On December 18, 2006, the board of directors (the “Board”) of FactSet Research Systems Inc. (the “Company”) adopted an amendment to Article V, Section 1 of the Company’s by-laws (the “By-Laws”) which grants authority to the Board to elect vice presidents of the Company. The amendment was adopted solely to delegate the authority to elect one or more vice presidents to the Executive Committee of the management of the Company. The foregoing description of the amendment is qualified in its entirety by reference to the text of amended Article V, Section 1 of the By-Laws which is attached hereto as Exhibit 3.1 and incorporated herein by reference.

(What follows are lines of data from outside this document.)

use std::fs;
use std::path::{Path, PathBuf};
use std::process::Command;
use tempfile::TempDir;

fn bugscope_binary() -> PathBuf {
    let mut path = std::env::current_exe().unwrap();
    path.pop(); // remove test binary name
    path.pop(); // remove deps/
    path.push("bugscope");
    path
}

fn setup_test_env() -> (TempDir, PathBuf) {
    let tmp = TempDir::new().unwrap();
    let root = tmp.path().to_path_buf();

    // Create a small repository checkout to index
    let repo_dir = root.join("repo");
    fs::create_dir_all(repo_dir.join("src")).unwrap();
    fs::write(
        repo_dir.join("app.py"),
        "def handle_request(request):\n    return render(request)\n\n".repeat(12),
    )
    .unwrap();
    fs::write(
        repo_dir.join("src/parser.rs"),
        "pub fn parse(input: &str) -> Result<Ast, ParseError> {\n    lex(input)\n}\n".repeat(10),
    )
    .unwrap();
    // Excluded extension: must not be indexed
    fs::write(repo_dir.join("notes.txt"), "scratch notes, not source").unwrap();

    let config_content = format!(
        r#"[workspace]
dir = "{root}/workspace"

[chunking]
max_chunk_size = 400
overlap_size = 50

[retrieval]
top_k = 5

[embedding]
provider = "hashed"
dims = 64

[index]
path = "{root}/vector_store.db"
"#,
        root = root.display()
    );

    let config_path = root.join("bugscope.toml");
    fs::write(&config_path, config_content).unwrap();

    (tmp, config_path)
}

fn run_bugscope(config_path: &Path, args: &[&str]) -> (String, String, bool) {
    let binary = bugscope_binary();
    let output = Command::new(&binary)
        .arg("--config")
        .arg(config_path.to_str().unwrap())
        .args(args)
        .output()
        .unwrap_or_else(|e| panic!("Failed to run bugscope binary at {:?}: {}", binary, e));

    let stdout = String::from_utf8_lossy(&output.stdout).to_string();
    let stderr = String::from_utf8_lossy(&output.stderr).to_string();
    let success = output.status.success();
    (stdout, stderr, success)
}

fn repo_path(config_path: &Path) -> String {
    config_path
        .parent()
        .unwrap()
        .join("repo")
        .to_str()
        .unwrap()
        .to_string()
}

#[test]
fn test_index_build_creates_store() {
    let (_tmp, config_path) = setup_test_env();

    let repo = repo_path(&config_path);
    let (stdout, stderr, success) = run_bugscope(&config_path, &["index", "build", &repo]);
    assert!(success, "build failed: stdout={}, stderr={}", stdout, stderr);
    assert!(stdout.contains("Split 2 documents"));
    assert!(stdout.contains("ok"));
    assert!(config_path.parent().unwrap().join("vector_store.db").exists());
}

#[test]
fn test_index_build_skips_existing() {
    let (_tmp, config_path) = setup_test_env();
    let repo = repo_path(&config_path);

    let (_, _, success1) = run_bugscope(&config_path, &["index", "build", &repo]);
    assert!(success1, "first build failed");

    let (stdout, _, success2) = run_bugscope(&config_path, &["index", "build", &repo]);
    assert!(success2, "second build failed");
    assert!(stdout.contains("Skipping build"));
    assert!(stdout.contains("ok (existing index)"));
}

#[test]
fn test_index_build_force_rebuilds() {
    let (_tmp, config_path) = setup_test_env();
    let repo = repo_path(&config_path);

    run_bugscope(&config_path, &["index", "build", &repo]);
    let (stdout, stderr, success) =
        run_bugscope(&config_path, &["index", "build", &repo, "--force"]);
    assert!(success, "forced build failed: {}", stderr);
    assert!(!stdout.contains("Skipping build"));
    assert!(stdout.contains("Indexed"));
}

#[test]
fn test_index_build_fails_without_source_files() {
    let (tmp, config_path) = setup_test_env();

    let empty_repo = tmp.path().join("empty-repo");
    fs::create_dir_all(&empty_repo).unwrap();
    fs::write(empty_repo.join("data.csv"), "a,b,c").unwrap();

    let (stdout, stderr, success) =
        run_bugscope(&config_path, &["index", "build", empty_repo.to_str().unwrap()]);
    assert!(!success, "build should fail: stdout={}", stdout);
    assert!(stderr.contains("no processable source files found"));
}

#[test]
fn test_query_returns_ranked_chunks() {
    let (_tmp, config_path) = setup_test_env();
    let repo = repo_path(&config_path);

    run_bugscope(&config_path, &["index", "build", &repo]);
    let (stdout, stderr, success) =
        run_bugscope(&config_path, &["index", "query", "parse error in request handler"]);
    assert!(success, "query failed: {}", stderr);
    assert!(stdout.contains("1. ["));
    assert!(stdout.contains("excerpt:"));
    // notes.txt was never indexed
    assert!(!stdout.contains("notes.txt"));
}

#[test]
fn test_query_top_k_bounds_results() {
    let (_tmp, config_path) = setup_test_env();
    let repo = repo_path(&config_path);

    run_bugscope(&config_path, &["index", "build", &repo]);
    let (stdout, _, success) =
        run_bugscope(&config_path, &["index", "query", "parse", "--top-k", "2"]);
    assert!(success);
    assert!(stdout.contains("1. ["));
    assert!(stdout.contains("2. ["));
    assert!(!stdout.contains("3. ["));
    assert!(stdout.contains("2 chunks across"));
}

#[test]
fn test_query_rejects_zero_top_k() {
    let (_tmp, config_path) = setup_test_env();
    let repo = repo_path(&config_path);

    run_bugscope(&config_path, &["index", "build", &repo]);
    let (stdout, stderr, success) =
        run_bugscope(&config_path, &["index", "query", "parse", "--top-k", "0"]);
    assert!(!success, "zero top-k should be rejected: {}", stdout);
    assert!(stderr.contains("--top-k must be >= 1"));
}

#[test]
fn test_query_without_index_fails() {
    let (_tmp, config_path) = setup_test_env();

    let (stdout, stderr, success) = run_bugscope(&config_path, &["index", "query", "anything"]);
    assert!(!success, "query should fail without an index: {}", stdout);
    assert!(stderr.contains("vector index not found"));
}
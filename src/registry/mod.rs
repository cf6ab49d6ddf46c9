//! Agent registry — the single owner of per-agent state.
//!
//! Combines the durable store with a per-agent lock map. Heartbeat ingestion
//! and the watchdog are the only two mutators; both acquire the agent's lock
//! for the duration of one read-modify-write and release it before any
//! notifier call, so a slow alert transport never stalls ingestion.

pub mod model;

use std::collections::HashMap;
use std::sync::Arc;

use crate::error::MonitorError;
use crate::registry::model::AgentRow;
use crate::storage::Storage;

pub struct AgentRegistry {
    storage: Arc<Storage>,
    /// One lightweight mutex per agent name, created lazily and never
    /// removed — bounded by the number of distinct agents, which is small.
    locks: std::sync::Mutex<HashMap<String, Arc<tokio::sync::Mutex<()>>>>,
}

impl AgentRegistry {
    pub fn new(storage: Arc<Storage>) -> Self {
        Self {
            storage,
            locks: std::sync::Mutex::new(HashMap::new()),
        }
    }

    pub fn storage(&self) -> &Arc<Storage> {
        &self.storage
    }

    /// The lock serializing read-modify-write cycles for one agent.
    ///
    /// The map guard is dropped before the returned mutex is awaited, so
    /// operations on different agents proceed without contention.
    pub fn agent_lock(&self, name: &str) -> Arc<tokio::sync::Mutex<()>> {
        let mut locks = self.locks.lock().expect("agent lock map poisoned");
        locks
            .entry(name.to_string())
            .or_insert_with(|| Arc::new(tokio::sync::Mutex::new(())))
            .clone()
    }

    /// Latest committed state of every agent — no partial records, since all
    /// writes are transactional.
    pub async fn status_snapshot(&self) -> Result<Vec<AgentRow>, MonitorError> {
        self.storage.list_agents().await
    }
}
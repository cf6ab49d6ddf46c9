//! Data model for the agent registry: agent rows, heartbeat statuses, and
//! the per-(agent, kind) alert dedup ledger.

use chrono::{DateTime, Utc};
use serde::{Deserialize, Serialize};

use crate::error::MonitorError;

// ─── Statuses ─────────────────────────────────────────────────────────────────

/// Lifecycle status of a monitored agent.
///
/// `unknown → healthy ⇄ errored`, with `healthy`/`errored → timed_out` set by
/// the watchdog and any fresh heartbeat clearing `timed_out` back to the
/// status implied by its own report.
#[derive(Debug, Clone, Copy, PartialEq, Eq, Serialize, Deserialize)]
#[serde(rename_all = "snake_case")]
pub enum AgentStatus {
    /// Registered but no heartbeat received yet.
    Unknown,
    Healthy,
    Errored,
    /// Overdue past its declared interval, set by the watchdog.
    TimedOut,
}

impl AgentStatus {
    pub fn as_str(&self) -> &'static str {
        match self {
            AgentStatus::Unknown => "unknown",
            AgentStatus::Healthy => "healthy",
            AgentStatus::Errored => "errored",
            AgentStatus::TimedOut => "timed_out",
        }
    }

    /// Parse a stored status string. Unrecognized values decode as `Unknown`.
    pub fn parse(s: &str) -> AgentStatus {
        match s {
            "healthy" => AgentStatus::Healthy,
            "errored" => AgentStatus::Errored,
            "timed_out" => AgentStatus::TimedOut,
            _ => AgentStatus::Unknown,
        }
    }

    /// The status a fresh heartbeat puts the agent in, regardless of what it
    /// was before.
    pub fn on_heartbeat(reported: ReportedStatus) -> AgentStatus {
        match reported {
            ReportedStatus::Success => AgentStatus::Healthy,
            ReportedStatus::Error => AgentStatus::Errored,
        }
    }
}

impl std::fmt::Display for AgentStatus {
    fn fmt(&self, f: &mut std::fmt::Formatter<'_>) -> std::fmt::Result {
        write!(f, "{}", self.as_str())
    }
}

/// Outcome an agent reports in a heartbeat.
#[derive(Debug, Clone, Copy, PartialEq, Eq, Serialize, Deserialize)]
#[serde(rename_all = "lowercase")]
pub enum ReportedStatus {
    Success,
    Error,
}

impl ReportedStatus {
    pub fn as_str(&self) -> &'static str {
        match self {
            ReportedStatus::Success => "success",
            ReportedStatus::Error => "error",
        }
    }
}

impl std::str::FromStr for ReportedStatus {
    type Err = MonitorError;

    fn from_str(s: &str) -> Result<Self, Self::Err> {
        match s {
            "success" => Ok(ReportedStatus::Success),
            "error" => Ok(ReportedStatus::Error),
            other => Err(MonitorError::validation(format!(
                "status must be 'success' or 'error', got '{other}'"
            ))),
        }
    }
}

// ─── Rows ─────────────────────────────────────────────────────────────────────

/// One monitored agent. `name` is the unique, immutable key.
#[derive(Debug, Clone, sqlx::FromRow, Serialize)]
pub struct AgentRow {
    pub name: String,
    /// RFC-3339; NULL until the first heartbeat is accepted.
    pub last_heartbeat: Option<String>,
    /// Declared by the agent itself; the latest heartbeat wins.
    pub expected_interval_hours: i64,
    pub status: String,
    pub last_message: String,
    pub created_at: String,
}

impl AgentRow {
    pub fn status(&self) -> AgentStatus {
        AgentStatus::parse(&self.status)
    }

    /// Parsed `last_heartbeat`. `None` when absent or unparseable — the
    /// watchdog skips such agents rather than guessing.
    pub fn last_heartbeat_at(&self) -> Option<DateTime<Utc>> {
        self.last_heartbeat
            .as_deref()
            .and_then(|s| DateTime::parse_from_rfc3339(s).ok())
            .map(|t| t.with_timezone(&Utc))
    }
}

/// Append-only heartbeat audit row.
#[derive(Debug, Clone, sqlx::FromRow, Serialize)]
pub struct HeartbeatEventRow {
    pub id: String,
    pub agent_name: String,
    pub status: String,
    pub message: String,
    pub received_at: String,
}

/// Append-only record of an alert that was actually delivered.
#[derive(Debug, Clone, sqlx::FromRow, Serialize)]
pub struct AlertEventRow {
    pub id: String,
    pub agent_name: String,
    pub kind: String,
    pub occurrence: i64,
    pub title: String,
    pub body: String,
    pub sent_at: String,
}

// ─── Alert dedup ledger ───────────────────────────────────────────────────────

/// Which abnormal condition an alert concerns.
#[derive(Debug, Clone, Copy, PartialEq, Eq, Serialize, Deserialize)]
#[serde(rename_all = "lowercase")]
pub enum AlertKind {
    Error,
    Timeout,
}

impl AlertKind {
    pub fn as_str(&self) -> &'static str {
        match self {
            AlertKind::Error => "error",
            AlertKind::Timeout => "timeout",
        }
    }
}

/// Dedup ledger row — one per (agent, kind), overwritten in place.
///
/// `occurrence` counts episodes and only ever grows; closing an episode keeps
/// the row so the next episode starts at `occurrence + 1` and alerts
/// immediately.
#[derive(Debug, Clone, sqlx::FromRow)]
pub struct AlertRecordRow {
    pub agent_name: String,
    pub kind: String,
    pub occurrence: i64,
    pub open: bool,
    /// NULL until a send succeeds within the current episode. A failed send
    /// leaves it untouched so the alert retries on the next evaluation.
    pub last_sent_at: Option<String>,
}

impl AlertRecordRow {
    pub fn last_sent_at(&self) -> Option<DateTime<Utc>> {
        self.last_sent_at
            .as_deref()
            .and_then(|s| DateTime::parse_from_rfc3339(s).ok())
            .map(|t| t.with_timezone(&Utc))
    }
}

Item 9.01 Financial Statements and Exhibits

(d) Exhibits

 

Exhibit
No.
  

Description

3.1    Amended text of Article V, Section 1 of the Company’s By-Laws.

 


SIGNATURE

Pursuant to the requirements of the Securities Exchange Act of 1934, the registrant has duly caused this report to be signed on its behalf by the undersigned, hereunto duly authorized.

 

        FACTSET RESEARCH SYSTEMS INC.
        (Registrant)

Date: 

   December 19, 2006    By:   

/s/ Peter G. Walsh

        Peter G. Walsh
        Senior Vice President,
        Chief Financial Officer and Treasurer

 


EXHIBIT INDEX

 

Exhibit
No.
  

Description of Document

3.1    Amended text of Article V, Section 1 of the Company’s By-Laws.
Amended text of Article V, Section 1 of the Company's By-Laws

Exhibit 3.1

 

Section 1. Number and Qualifications. The officers of the Corporation shall include a Chief Executive Officer, a President, an Executive Vice President, one or more Vice Presidents, a Secretary and a Treasurer. Any two or more offices may be held by the same person. Such Chief Executive Officer, President, Executive Vice President, Secretary and Treasurer shall be elected from time to time by the Board of Directors, each to hold office until the meeting of the Board following the next annual meeting of the stockholders, or until his successor shall have been duly elected and shall have qualified, or until his death, or until he shall have resigned or until he shall have been removed, as hereinafter provided in these By-Laws. One or more such Vice Presidents shall be elected from time to time by the Executive Committee of the management of the Company, each to hold office until the anniversary of such meeting at which the officer was elected or until his successor shall have been duly elected and shall have qualified, or until his death, or until he shall have resigned or until he shall have been removed by the Executive Committee. The Board of Directors may from time to time appoint such other officers (including a Chairman of the Board and one or more Assistant Treasurers and Assistant Secretaries) and such agents as it may deem necessary or desirable for the business of the Corporation. The Board of Directors may from time to time authorize any principal officer or committee to appoint, and to prescribe the authority and duties of, any such subordinate officers or agents. Each of such other officers and agents shall have such authority, perform such duties, and hold office for such period, as are provided in these By-Laws or as may be prescribed by the Board of Directors or by the principal officer or committee appointing such officer or agent.